Il ruolo del sindacato e le critiche alla modalità di intervento
Secondo il sindacato, l’operazione è stata accompagnata da annunci pubblici e dall’impegno del territorio per trovare alloggi, ma ciò non è stato sufficiente a garantire la stabilità professionale delle due infermiere. La Fials ha sottolineato che il problema non risiede nell’origine geografica del personale, bensì nelle condizioni di lavoro e nella capacità delle strutture di attrarre e trattenere figure sanitarie.
"Non basta offrire una stanza per sei mesi, un biglietto aereo e un corso di italiano per risolvere una crisi che nasce da anni di scelte sbagliate"
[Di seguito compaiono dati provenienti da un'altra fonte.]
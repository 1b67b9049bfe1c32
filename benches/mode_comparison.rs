//! Benchmarks comparing the tree-walking interpreter with the bytecode VM.

use criterion::{black_box, criterion_group, criterion_main, Criterion};
use monkey_lang::{run_with_options, ExecutionMode};
use std::fs;

/// Run via tree-walking interpreter.
fn run_treewalk(source: &str) {
    run_with_options(source, ExecutionMode::TreeWalk, false).expect("runtime error");
}

/// Run via bytecode VM (compile + execute).
fn run_vm(source: &str) {
    run_with_options(source, ExecutionMode::Bytecode, false).expect("vm runtime error");
}

fn load_program(name: &str) -> String {
    let path = format!("benches/programs/{}.monkey", name);
    fs::read_to_string(&path).unwrap_or_else(|_| panic!("failed to read {}", path))
}

fn fibonacci_comparison(c: &mut Criterion) {
    let mut group = c.benchmark_group("fib_recursive_comparison");
    let source = load_program("fib_recursive");

    group.bench_function("treewalk", |b| b.iter(|| run_treewalk(black_box(&source))));
    group.bench_function("vm", |b| b.iter(|| run_vm(black_box(&source))));

    group.finish();
}

fn loop_sum_comparison(c: &mut Criterion) {
    let mut group = c.benchmark_group("loop_sum_comparison");
    let source = load_program("loop_sum");

    group.bench_function("treewalk", |b| b.iter(|| run_treewalk(black_box(&source))));
    group.bench_function("vm", |b| b.iter(|| run_vm(black_box(&source))));

    group.finish();
}

fn higher_order_comparison(c: &mut Criterion) {
    let mut group = c.benchmark_group("higher_order_comparison");
    let source = load_program("higher_order");

    group.bench_function("treewalk", |b| b.iter(|| run_treewalk(black_box(&source))));
    group.bench_function("vm", |b| b.iter(|| run_vm(black_box(&source))));

    group.finish();
}

criterion_group!(
    benches,
    fibonacci_comparison,
    loop_sum_comparison,
    higher_order_comparison
);
criterion_main!(benches);
//! Tree-walking interpreter for Monkey.
//!
//! The simpler of the two execution engines: direct AST evaluation over a
//! chain of environments. Kept alongside the bytecode VM for correctness
//! cross-checks and benchmark comparison.

pub mod environment;
pub mod executor;

pub use environment::Environment;
pub use executor::Interpreter;
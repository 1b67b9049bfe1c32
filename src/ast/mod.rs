//! Abstract Syntax Tree for Monkey.

pub mod expr;
pub mod stmt;

pub use expr::{BinaryOp, Expr, ExprKind, UnaryOp};
pub use stmt::{Program, Stmt, StmtKind};
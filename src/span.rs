//! Source spans for error reporting.

/// A region of source code: byte offsets plus the line/column of its start.
#[derive(Debug, Clone, Copy, PartialEq, Eq, Default)]
pub struct Span {
    pub start: usize,
    pub end: usize,
    pub line: usize,
    pub column: usize,
}

impl Span {
    pub fn new(start: usize, end: usize, line: usize, column: usize) -> Self {
        Self {
            start,
            end,
            line,
            column,
        }
    }

    /// Merge two spans into one covering both.
    pub fn to(self, other: Span) -> Span {
        Span {
            start: self.start,
            end: other.end,
            line: self.line,
            column: self.column,
        }
    }
}

impl std::fmt::Display for Span {
    fn fmt(&self, f: &mut std::fmt::Formatter<'_>) -> std::fmt::Result {
        write!(f, "line {}:{}", self.line, self.column)
    }
}
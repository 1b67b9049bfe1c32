//! Monkey CLI: execute files, evaluate one-liners, or run the REPL.

use std::env;
use std::fs;
use std::process;

use colored::Colorize;
use mimalloc::MiMalloc;

use monkey_lang::repl::Repl;
use monkey_lang::value::Value;
use monkey_lang::{run_with_options, ExecutionMode};

#[global_allocator]
static GLOBAL: MiMalloc = MiMalloc;

const VERSION: &str = env!("CARGO_PKG_VERSION");

/// CLI command to execute.
enum Command {
    /// Run a script file
    Run { file: String },
    /// Evaluate a string
    Eval { code: String },
    /// Start the REPL
    Repl,
}

fn main() {
    let args: Vec<String> = env::args().skip(1).collect();

    let mut mode = ExecutionMode::Bytecode;
    let mut disassemble = false;
    let mut positional = Vec::new();

    for arg in &args {
        match arg.as_str() {
            "--treewalk" | "-t" => mode = ExecutionMode::TreeWalk,
            "--disassemble" | "-d" => disassemble = true,
            "--version" | "-V" => {
                println!("monkey {}", VERSION);
                return;
            }
            "--help" | "-h" => {
                print_usage();
                return;
            }
            flag if flag.starts_with('-') => {
                fail(&format!("unknown flag '{}'", flag));
            }
            _ => positional.push(arg.clone()),
        }
    }

    let command = match positional.first().map(String::as_str) {
        None => Command::Repl,
        Some("repl") => Command::Repl,
        Some("run") => match positional.get(1) {
            Some(file) => Command::Run { file: file.clone() },
            None => fail("usage: monkey run <file>"),
        },
        Some("eval") => match positional.get(1) {
            Some(code) => Command::Eval { code: code.clone() },
            None => fail("usage: monkey eval <code>"),
        },
        // A bare path runs that file.
        Some(file) => Command::Run {
            file: file.to_string(),
        },
    };

    match command {
        Command::Repl => Repl::new(mode).run(),
        Command::Run { file } => {
            let source = match fs::read_to_string(&file) {
                Ok(source) => source,
                Err(err) => fail(&format!("failed to read '{}': {}", file, err)),
            };
            if let Err(err) = run_with_options(&source, mode, disassemble) {
                fail(&err.to_string());
            }
        }
        Command::Eval { code } => match run_with_options(&code, mode, disassemble) {
            Ok(value) => {
                if !matches!(value, Value::Null) {
                    println!("{}", value);
                }
            }
            Err(err) => fail(&err.to_string()),
        },
    }
}

fn print_usage() {
    println!("monkey {}", VERSION);
    println!();
    println!("Usage:");
    println!("  monkey                  start the REPL");
    println!("  monkey <file>           run a script");
    println!("  monkey run <file>       run a script");
    println!("  monkey eval <code>      evaluate a one-liner");
    println!();
    println!("Options:");
    println!("  -t, --treewalk          use the tree-walking interpreter");
    println!("  -d, --disassemble       print bytecode before executing");
    println!("  -V, --version           print the version");
    println!("  -h, --help              show this help");
}

fn fail(message: &str) -> ! {
    eprintln!("{} {}", "error:".red().bold(), message);
    process::exit(1);
}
La critica si concentra dunque sui fattori considerati strutturali: retribuzioni, organici insufficienti e mancanza di percorsi di valorizzazione professionale che rendano sostenibile la permanenza nelle realtà periferiche.
Reazione dell’Ausl e prospettive
L’Ausl ha risposto annunciando due assunzioni a tempo indeterminato previste per settembre, tratte dalla graduatoria interna. Il sindacato ha tuttavia sollevato un interrogativo diretto: se era possibile coprire i posti da graduatoria, perché era stato avviato un procedimento più complesso e costoso per il reclutamento dall’estero? Il nodo aperto riguarda la coerenza delle scelte organizzative e la loro efficacia nel lungo periodo.
- Località interessata: presidio ospedaliero Simiani, Loiano.
- Numero di professioniste arrivate: 2 infermiere sudamericane.
- Esito: entrambe hanno lasciato il servizio dopo pochi mesi.
Implicazioni più ampie
Il caso pone diversi interrogativi pratici e politici: come si strutturano oggi i piani di reclutamento per le aree con difficoltà di attrazione del personale sanitario? Qual è il bilancio costi-benefici di operazioni che prevedono reclutamento internazionale rispetto ad assunzioni dalla graduatoria interna? E, soprattutto, quali misure concrete sono necessarie per rendere sostenibile il lavoro nelle strutture periferiche a favore della continuità assistenziale?
Il dibattito sindacale rilancia richieste già note: adeguamento degli organici, miglioramento delle retribuzioni, percorsi di valorizzazione professionale e condizioni di lavoro compatibili con la permanenza. L’Ausl, pur annunciando ricoprimenti di posti, dovrà spiegare nei dettagli le scelte adottate e come intende evitare che simili iniziative si concludano con esiti analoghi.
| Elemento | Dettaglio |
|---|---|
| Numero infermiere coinvolte | 2 |
| Presidio | Simiani, Loiano |
| Esito | dimissioni/abbandono dopo pochi mesi |
La vicenda sarà seguita per comprendere se le misure annunciate dall’Ausl riusciranno a tamponare l’emergenza locale e se si aprirà, a livello aziendale e politico, una riflessione più ampia sulle strategie di reclutamento e sulle condizioni di lavoro nel servizio sanitario nazionale.